Directions:
Return the lines below that contain the word "links".

Data:
use chrono::{DateTime, Duration, Utc};
use reqwest::{Client, StatusCode, Url};
use serde_json::Value;
use tokio::sync::Mutex;

use crate::{
    config::Settings,
    error::{Error, Result},
    management::TokenStore,
    spotify::build_http_client,
    types::{CallbackParams, TokenPair, TokenResponse},
    utils,
};

/// OAuth 2.0 authorization code flow with PKCE against the Spotify accounts
/// service.
///
/// All token state lives in the injected [`TokenStore`]. Every API call
/// obtains its bearer token through [`AuthFlow::ensure_access_token`].
pub struct AuthFlow {
    store: TokenStore,
    http: Client,
    settings: Settings,
    refresh_lock: Mutex<()>,
}

impl AuthFlow {
    pub fn new(store: TokenStore, settings: Settings) -> Result<Self> {
        let http = build_http_client(&settings)?;
        Ok(Self::with_client(store, settings, http))
    }

    pub fn with_client(store: TokenStore, settings: Settings, http: Client) -> Self {
        Self {
            store,
            http,
            settings,
            refresh_lock: Mutex::new(()),
        }
    }

    pub fn store(&self) -> &TokenStore {
        &self.store
    }

    pub fn http(&self) -> &Client {
        &self.http
    }

    pub fn settings(&self) -> &Settings {
        &self.settings
    }

    /// Starts a new authorization attempt.
    ///
    /// Generates and persists a fresh code verifier, replacing any earlier
    /// one, and returns the URL the user has to open. The verifier is single
    /// use, so call this again for every attempt.
    pub async fn build_authorization_url(&self) -> Result<String> {
        let pkce = utils::generate_pkce_challenge();
        self.store.save_verifier(&pkce.code_verifier).await?;
        self.authorization_url(&pkce.code_challenge)
    }

    /// Authorization URL for an already derived S256 challenge.
    pub fn authorization_url(&self, code_challenge: &str) -> Result<String> {
        let url = Url::parse_with_params(
            &self.settings.auth_url,
            &[
                ("response_type", "code"),
                ("client_id", self.settings.client_id.as_str()),
                ("scope", self.settings.scope.as_str()),
                ("code_challenge_method", "S256"),
                ("code_challenge", code_challenge),
                ("redirect_uri", self.settings.redirect_uri.as_str()),
            ],
        )
        .map_err(|e| Error::Upstream(format!("invalid authorization url: {e}")))?;
        Ok(url.to_string())
    }

    /// Dispatches the redirect delivered to the callback target.
    pub async fn handle_auth(&self, params: &CallbackParams) -> Result<TokenPair> {
        if let Some(error) = &params.error {
            return Err(Error::AuthorizationDenied(error.clone()));
        }
        match &params.code {
            Some(code) => self.exchange_code(code).await,
            None => Err(Error::MissingAuthorizationCode),
        }
    }

    /// Exchanges an authorization code for a token pair.
    ///
    /// Uses the verifier stored by [`AuthFlow::build_authorization_url`] and
    /// discards it once the exchange succeeded, so a replayed redirect fails
    /// with [`Error::MissingVerifier`].
    pub async fn exchange_code(&self, code: &str) -> Result<TokenPair> {
        let verifier = self.store.verifier().await?.ok_or(Error::MissingVerifier)?;

        let response = self
            .request_token(
                &[
                    ("client_id", self.settings.client_id.as_str()),
                    ("grant_type", "authorization_code"),
                    ("code", code),
                    ("redirect_uri", self.settings.redirect_uri.as_str()),
                    ("code_verifier", verifier.as_str()),
                ],
                Error::TokenExchange,
            )
            .await?;

        let pair = TokenPair {
            expires_at: expiry(response.expires_in, Error::TokenExchange)?,
            access_token: response.access_token,
            refresh_token: response.refresh_token,
        };
        self.store.save(&pair).await?;
        self.store.clear_verifier().await?;
        tracing::debug!("authorization code exchanged");
        Ok(pair)
    }

    /// Trades the stored refresh token for a new access token.
    ///
    /// Spotify may rotate the refresh token; when the response carries none
    /// the stored one is kept.
    pub async fn refresh(&self) -> Result<TokenPair> {
        let refresh_token = self
            .store
            .get()
            .await?
            .and_then(|pair| pair.refresh_token)
            .ok_or(Error::MissingRefreshToken)?;

        let response = self
            .request_token(
                &[
                    ("grant_type", "refresh_token"),
                    ("refresh_token", refresh_token.as_str()),
                    ("client_id", self.settings.client_id.as_str()),
                ],
                Error::TokenRefresh,
            )
            .await?;

        let pair = TokenPair {
            expires_at: expiry(response.expires_in, Error::TokenRefresh)?,
            access_token: response.access_token,
            refresh_token: response.refresh_token.or(Some(refresh_token)),
        };
        self.store.save(&pair).await?;
        tracing::debug!(expires_at = %pair.expires_at, "access token refreshed");
        Ok(pair)
    }

    /// Returns a usable access token, refreshing it first when expired.
    ///
    /// Refreshes are serialised: a caller that waited for another caller's
    /// refresh re-reads the store and reuses its result instead of spending
    /// the refresh token a second time.
    pub async fn ensure_access_token(&self) -> Result<String> {
        let pair = self.store.get().await?.ok_or(Error::NotAuthenticated)?;
        if !TokenStore::is_expired(&pair, Utc::now()) {
            return Ok(pair.access_token);
        }

        let _guard = self.refresh_lock.lock().await;
        let pair = self.store.get().await?.ok_or(Error::NotAuthenticated)?;
        if !TokenStore::is_expired(&pair, Utc::now()) {
            return Ok(pair.access_token);
        }

        Ok(self.refresh().await?.access_token)
    }

    /// Local check that both tokens are stored.
    ///
    /// Nothing is verified upstream: after the user revokes access on
    /// Spotify's side this still reports `true` until a call fails with
    /// [`Error::AuthRequired`].
    pub async fn is_authenticated(&self) -> bool {
        matches!(
            self.store.get().await,
            Ok(Some(TokenPair {
                refresh_token: Some(_),
                ..
            }))
        )
    }

    pub async fn sign_out(&self) -> Result<()> {
        self.store.clear().await
    }

    async fn request_token(
        &self,
        form: &[(&str, &str)],
        fail: fn(String) -> Error,
    ) -> Result<TokenResponse> {
        let res = self
            .http
            .post(&self.settings.token_url)
            .form(form)
            .send()
            .await
            .map_err(|e| {
                if e.is_timeout() {
                    Error::UpstreamTimeout
                } else {
                    fail(e.to_string())
                }
            })?;

        let status = res.status();
        let body = res.text().await.map_err(|e| fail(e.to_string()))?;
        if !status.is_success() {
            return Err(fail(describe_token_error(status, &body)));
        }

        serde_json::from_str::<TokenResponse>(&body)
            .map_err(|e| fail(format!("malformed token response: {e}")))
    }
}

/// Absolute expiry for a token living `expires_in` seconds from now.
fn expiry(expires_in: i64, fail: fn(String) -> Error) -> Result<DateTime<Utc>> {
    if expires_in < 0 {
        return Err(fail(format!("negative token lifetime: {expires_in}")));
    }
    Duration::try_seconds(expires_in)
        .and_then(|lifetime| Utc::now().checked_add_signed(lifetime))
        .ok_or_else(|| fail(format!("token lifetime out of range: {expires_in}")))
}

/// Picks the most useful message out of an OAuth error body.
fn describe_token_error(status: StatusCode, body: &str) -> String {
    let json: Value = serde_json::from_str(body).unwrap_or(Value::Null);
    let description = json["error_description"]
        .as_str()
        .or_else(|| json["error"].as_str());

    match description {
        Some(d) => format!("{} ({})", d, status.as_u16()),
        None => format!("HTTP {}", status.as_u16()),
    }
}
//! # Spotify Integration Module
//!
//! Authentication against the Spotify accounts service and the small part of
//! the Web API the logger needs, plus the normalization of its responses
//! into display-ready records.
//!
//! ## Architecture
//!
//! ```text
//! AuthFlow ──token──> ApiClient ──raw JSON──> normalize ──records──> links
//!    │                                                                │
//! TokenStore (management)                                  NoteStore (management)
//! ```
//!
//! - [`auth`] - OAuth 2.0 PKCE: authorization URL, code exchange, refresh and
//!   the `ensure_access_token` gate every request passes through
//! - [`client`] - Authenticated GETs with typed failures (`204` means nothing
//!   is playing, `401` means the account has to be reconnected)
//! - [`normalize`] - Track, album and search payloads to [`crate::types::FormattedRecord`]
//! - [`links`] - Decides how album tracks reference existing track notes
//!
//! ## Concurrency
//!
//! Every operation is an async task that only suspends on network or
//! persistence I/O. Token refreshes are serialised inside [`AuthFlow`] so two
//! commands racing on an expired token spend the refresh token once.

pub mod auth;
pub mod client;
pub mod links;
pub mod normalize;

pub use auth::AuthFlow;
pub use client::ApiClient;
pub use normalize::AlbumSource;

use reqwest::Client;

use crate::{
    config::Settings,
    error::{Error, Result},
};

/// HTTP client shared by the auth flow and the API client.
///
/// Carries the configured request timeout so no call can hang.
pub fn build_http_client(settings: &Settings) -> Result<Client> {
    Client::builder()
        .timeout(settings.timeout)
        .user_agent(concat!(env!("CARGO_PKG_NAME"), "/", env!("CARGO_PKG_VERSION")))
        .build()
        .map_err(|e| Error::Upstream(format!("cannot build HTTP client: {e}")))
}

Exercise output:
//! AuthFlow ──token──> ApiClient ──raw JSON──> normalize ──records──> links
//! - [`links`] - Decides how album tracks reference existing track notes
pub mod links;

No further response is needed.